Fork in the Road encourages a respect for food at the most fundamental level. The owners plan to maintain a small garden outside the restaurant next summer and take staff field trips to local farms.
Ackerman says he spent 10 hours on a farm one day last summer. Getting his hands dirty gave Ackerman a greater appreciation for the dishes he serves.
“It helped me understand what it takes to get food from the earth to the table,” he says. “It’s important to know where your food comes from.”
A culture that demands high-quality food may be malnourished in this town’s restaurant scene, but that’s nothing new. Fine dining has come, gone and reappeared in various forms through the years. On Lansing’s eastside, Soup Spoon Caf has grown into a destination for good eats.
Owner Nick Gavrilides says Soup Spoon’s success comes from the talented staff he’s assembled and people in the area who respect food done right. Building a success story like Soup Spoon, though, is difficult, to put it mildly.
“People don’t realize how small, how tiny the profit margin is,” Gavrilides says of owning a restaurant.
Food costs are just the start; regulations, licenses, security, heating, lighting, dcor, staff, accidents and so many other variables chip away at what is already a tight operating budget.
“My advice to someone who wants to start a restaurant is work in one, for a long time,” Gavrilides says. “Know your business inside and out, and care about your guests. They don’t have to come in.”
That kind of foodie-focused attitude embraces both a commitment to plate first-rate meals and a mission to making the dining experience both pleasurable and memorable. It’s what great restaurants are known for, and it’s what regions with outstanding dining offer in more than isolated pockets.
Self-described foodie Mark Nixon, communications director for the Board of Water and Light, has witnessed the vicissitudes of local dining over the years. A former writer for the Lansing State Journal, Nixon wrote an editorial in April 2001, bemoaning the dearth of quality dining in town.
Things have improved since he penned that opinion, he says.
“I would call it above average and getting better,” Nixon says of the area’s restaurant options. “To put it in automotive terms, it’s not Car of the Year, but it’s only a few years away from being mentioned with Ann Arbor and Traverse City.”
This area robustly supports a culture of fine arts, sports and entertainment. We pay premium prices for world-class performances at the Wharton Center. Many of us are thrilled at the opportunity to spend thousands of dollars for season tickets to collegiate football or basketball games, and we’ll travel thousands of miles to bowl games and Final Fours. We even support professional baseball — and a shiny new casino could be on the way next.
We can support a renowned dining scene in this town, too, and a growing identity linked to locally sourced food production wouldn’t hurt.

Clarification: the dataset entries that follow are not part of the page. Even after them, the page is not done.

//! # kvsd — shared-memory key-value server
//!
//! An in-memory key–value server operated by many concurrent client
//! processes sharing one dataset through a shared-memory segment.
//! Clients speak a line protocol (GET, PUT, DEL, BEG, END, SUB, OP,
//! QUIT) over TCP; a secondary port translates HTTP/1.0 requests into
//! the same commands and answers as JSON. The dataset survives restarts
//! via a CSV snapshot.
//!
//! ## Module Structure
//!
//! - [`command`] - command table, parser, dispatcher and formatter
//! - [`storage`] - GET/PUT/DEL/COUNT engine, snapshots, snapshot worker
//! - [`lock`] - BEG/END exclusive mode
//! - [`newsletter`] - SUB, subscriber registry and observer processes
//! - [`net`] - accept/fork loop and line-protocol client handler
//! - [`http`] - REST adapter and static file server
//! - [`exec`] - OP external program executor
//! - [`server`] - process-initialized context and wiring
//! - [`process`] - fork/signal/process-title plumbing

pub mod command;
pub mod error;
pub mod exec;
pub mod http;
pub mod lock;
pub mod net;
pub mod newsletter;
pub mod process;
pub mod server;
pub mod storage;

pub use command::{Command, CommandTable};
pub use error::{ServerError, ServerResult};
pub use server::Server;
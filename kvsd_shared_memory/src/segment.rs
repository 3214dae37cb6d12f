//! Update and data segments of the shared heap.
//!
//! The heap lives in a *data segment* whose file name carries a
//! generation number; growing the heap creates the next generation and
//! publishes its number through the page-sized *update segment*. Every
//! process compares its remembered generation against the update segment
//! before touching allocator state and remaps on mismatch, which makes
//! the base-address change transparent (all heap references are offsets).

use crate::error::{ShmError, ShmResult};
use crate::platform::{
    PAGE_SIZE, attach_segment_mmap, create_segment_mmap, segment_path, unlink_segment,
};
use memmap2::MmapMut;
use std::path::PathBuf;
use std::sync::atomic::{AtomicU64, Ordering};

/// Magic number validating a kvsd update segment.
const UPDATE_MAGIC: u64 = 0x4b56_5344_5550_4431; // "KVSDUPD1"

/// Header of the update segment.
#[repr(C)]
struct UpdateHeader {
    magic: u64,
    generation: AtomicU64,
}

/// Page-sized segment publishing the current data-segment generation.
///
/// Created once by the server parent; children inherit the shared mapping
/// across `fork`, so a plain atomic load observes the latest generation.
pub struct UpdateSegment {
    mmap: MmapMut,
    path: PathBuf,
}

impl UpdateSegment {
    /// Create the update segment for `namespace` with generation 0.
    pub fn create(namespace: &str) -> ShmResult<Self> {
        let path = segment_path(&format!("{namespace}_update"));
        let mut mmap = create_segment_mmap(&path, PAGE_SIZE)?;

        let header = unsafe { &mut *(mmap.as_mut_ptr() as *mut UpdateHeader) };
        header.magic = UPDATE_MAGIC;
        header.generation = AtomicU64::new(0);

        Ok(Self { mmap, path })
    }

    fn header(&self) -> &UpdateHeader {
        unsafe { &*(self.mmap.as_ptr() as *const UpdateHeader) }
    }

    /// Currently published data-segment generation.
    pub fn generation(&self) -> u64 {
        self.header().generation.load(Ordering::Acquire)
    }

    /// Publish a new data-segment generation (grower only).
    pub fn publish(&self, generation: u64) {
        self.header().generation.store(generation, Ordering::Release);
    }

    /// Validate the magic word.
    pub fn validate(&self) -> ShmResult<()> {
        if self.header().magic != UPDATE_MAGIC {
            return Err(ShmError::Corrupted {
                name: self.path.display().to_string(),
            });
        }
        Ok(())
    }

    /// Remove the backing file (owner teardown).
    pub fn destroy(self) {
        unlink_segment(&self.path);
    }
}

/// One generation of the heap's data segment.
pub struct DataSegment {
    mmap: MmapMut,
    path: PathBuf,
    generation: u64,
    size: usize,
}

impl DataSegment {
    /// Create generation `generation` of the data segment for `namespace`.
    pub fn create(namespace: &str, generation: u64, size: usize) -> ShmResult<Self> {
        let path = segment_path(&format!("{namespace}_data_{generation}"));
        let mmap = create_segment_mmap(&path, size)?;
        Ok(Self {
            mmap,
            path,
            generation,
            size,
        })
    }

    /// Map an existing generation of the data segment.
    pub fn attach(namespace: &str, generation: u64) -> ShmResult<Self> {
        let path = segment_path(&format!("{namespace}_data_{generation}"));
        let mmap = attach_segment_mmap(&path)?;
        let size = mmap.len();
        Ok(Self {
            mmap,
            path,
            generation,
            size,
        })
    }

    /// Generation this mapping belongs to.
    pub fn generation(&self) -> u64 {
        self.generation
    }

    /// Mapped size in bytes.
    pub fn size(&self) -> usize {
        self.size
    }

    /// Base address of the mapping.
    pub fn base(&self) -> *mut u8 {
        self.mmap.as_ptr() as *mut u8
    }

    /// Segment contents as a byte slice.
    pub fn bytes(&self) -> &[u8] {
        &self.mmap[..]
    }

    /// Segment contents as a mutable byte slice.
    pub fn bytes_mut(&mut self) -> &mut [u8] {
        &mut self.mmap[..]
    }

    /// Remove the backing file. The mapping itself stays valid until drop.
    pub fn unlink(&self) {
        unlink_segment(&self.path);
    }
}
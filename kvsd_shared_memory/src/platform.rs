//! Linux-specific shared memory plumbing.
//!
//! Segments are plain files under `/dev/shm`, mapped `MAP_SHARED` so that
//! forked processes inherit them. The process group is nudged with
//! `SIGUSR1` after a segment swap so that blocked children re-check the
//! update segment.

use crate::error::{ShmError, ShmResult};
use memmap2::{MmapMut, MmapOptions};
use nix::sys::signal::{SaFlags, SigAction, SigHandler, SigSet, Signal, killpg, sigaction};
use nix::unistd::{getpgrp, getpid};
use std::fs::OpenOptions;
use std::os::unix::fs::OpenOptionsExt;
use std::path::{Path, PathBuf};

/// Allocation granularity of the kernel's shared mappings.
pub const PAGE_SIZE: usize = 4096;

/// Directory holding all kvsd segment files.
pub const SEGMENT_DIR: &str = "/dev/shm";

/// Full path of a named kvsd segment.
pub fn segment_path(name: &str) -> PathBuf {
    Path::new(SEGMENT_DIR).join(format!("kvsd_{name}"))
}

/// Create a segment file of `size` bytes and map it shared.
///
/// Fails with `AlreadyExists` if the file is already present, so a stale
/// instance is detected instead of silently reused.
pub fn create_segment_mmap(path: &Path, size: usize) -> ShmResult<MmapMut> {
    if size == 0 || size % PAGE_SIZE != 0 {
        return Err(ShmError::InvalidSize { size });
    }

    let file = OpenOptions::new()
        .create_new(true)
        .read(true)
        .write(true)
        .mode(0o600) // Owner read/write only
        .open(path)
        .map_err(|e| {
            if e.kind() == std::io::ErrorKind::AlreadyExists {
                ShmError::AlreadyExists {
                    name: path.display().to_string(),
                }
            } else {
                ShmError::Io { source: e }
            }
        })?;

    file.set_len(size as u64)?;

    let mmap = unsafe { MmapOptions::new().map_mut(&file)? };
    Ok(mmap)
}

/// Map an existing segment file shared.
pub fn attach_segment_mmap(path: &Path) -> ShmResult<MmapMut> {
    let file = OpenOptions::new()
        .read(true)
        .write(true)
        .open(path)
        .map_err(|e| {
            if e.kind() == std::io::ErrorKind::NotFound {
                ShmError::NotFound {
                    name: path.display().to_string(),
                }
            } else {
                ShmError::Io { source: e }
            }
        })?;

    let mmap = unsafe { MmapOptions::new().map_mut(&file)? };
    Ok(mmap)
}

/// Remove a segment file. Missing files are ignored.
pub fn unlink_segment(path: &Path) {
    let _ = std::fs::remove_file(path);
}

/// Signal the whole process group that the data segment moved.
///
/// Receivers treat this as a nudge only; the authoritative state is the
/// generation word in the update segment.
pub fn notify_process_group() {
    if let Err(e) = killpg(getpgrp(), Signal::SIGUSR1) {
        tracing::warn!("reattach signal to process group failed: {e}");
    }
}

/// True when this process leads its own process group.
///
/// The server parent becomes group leader at startup so that the
/// reattach broadcast reaches exactly its children; a heap embedded in
/// another process group (tests, tooling) must not broadcast.
pub fn is_process_group_leader() -> bool {
    getpid().as_raw() == getpgrp().as_raw()
}

extern "C" fn reattach_nudge(_: libc::c_int) {
    // The handler only interrupts blocking calls; reattachment happens
    // at the allocator entry points that consult the update segment.
}

/// Install the no-op `SIGUSR1` handler.
///
/// Without it the default disposition would terminate a child that is
/// nudged while blocked in `msgrcv` or `semop`.
pub fn install_reattach_handler() -> ShmResult<()> {
    let action = SigAction::new(
        SigHandler::Handler(reattach_nudge),
        SaFlags::empty(),
        SigSet::empty(),
    );
    unsafe { sigaction(Signal::SIGUSR1, &action) }?;
    Ok(())
}

/// Get current process ID
pub fn get_current_pid() -> u32 {
    getpid().as_raw() as u32
}

/// Round `size` up to the next multiple of `align` (a power of two).
pub const fn align_size(size: usize, align: usize) -> usize {
    (size + align - 1) & !(align - 1)
}

#[cfg(test)]
mod tests {
    use super::*;

    #[test]
    fn align_size_rounds_up() {
        assert_eq!(align_size(0, 16), 0);
        assert_eq!(align_size(1, 16), 16);
        assert_eq!(align_size(16, 16), 16);
        assert_eq!(align_size(17, 16), 32);
        assert_eq!(align_size(4097, PAGE_SIZE), 2 * PAGE_SIZE);
    }

    #[test]
    fn segment_paths_live_under_dev_shm() {
        let path = segment_path("unit_x");
        assert!(path.starts_with(SEGMENT_DIR));
        assert!(path.to_string_lossy().contains("kvsd_unit_x"));
    }

    #[test]
    fn create_attach_unlink_roundtrip() {
        let path = segment_path(&format!("platform_rt_{}", get_current_pid()));
        unlink_segment(&path);

        let mut created = create_segment_mmap(&path, PAGE_SIZE).unwrap();
        created[0] = 0xA5;

        // Second create must refuse to clobber.
        assert!(matches!(
            create_segment_mmap(&path, PAGE_SIZE),
            Err(ShmError::AlreadyExists { .. })
        ));

        let attached = attach_segment_mmap(&path).unwrap();
        assert_eq!(attached[0], 0xA5);

        unlink_segment(&path);
        assert!(matches!(
            attach_segment_mmap(&path),
            Err(ShmError::NotFound { .. })
        ));
    }

    #[test]
    fn unaligned_sizes_rejected() {
        let path = segment_path("platform_unaligned");
        assert!(matches!(
            create_segment_mmap(&path, PAGE_SIZE + 1),
            Err(ShmError::InvalidSize { .. })
        ));
        assert!(matches!(
            create_segment_mmap(&path, 0),
            Err(ShmError::InvalidSize { .. })
        ));
    }
}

But a culture of copious consumption is no way to do it. It’s unhealthy beyond the corporeal; it’s a culture that’s unsustainable for many local restaurateurs who operate with miniscule profit margins, without the safety net of a corporate superstructure that includes lawyers, extended credit lines and supply chain perks. In the end, a dismal culinary ethos of eating more, more, more for less, less, less lowers the food service bar to the least common denominator.
Julia Child was quoted as saying she didn’t learn to cook until she was 32; up until then she just ate.
For the Lansing region to raise its culinary reputation, both diners and restaurateurs must think beyond merely eating. If haute cuisine is on the menu, we must continue to cultivate great love for great food.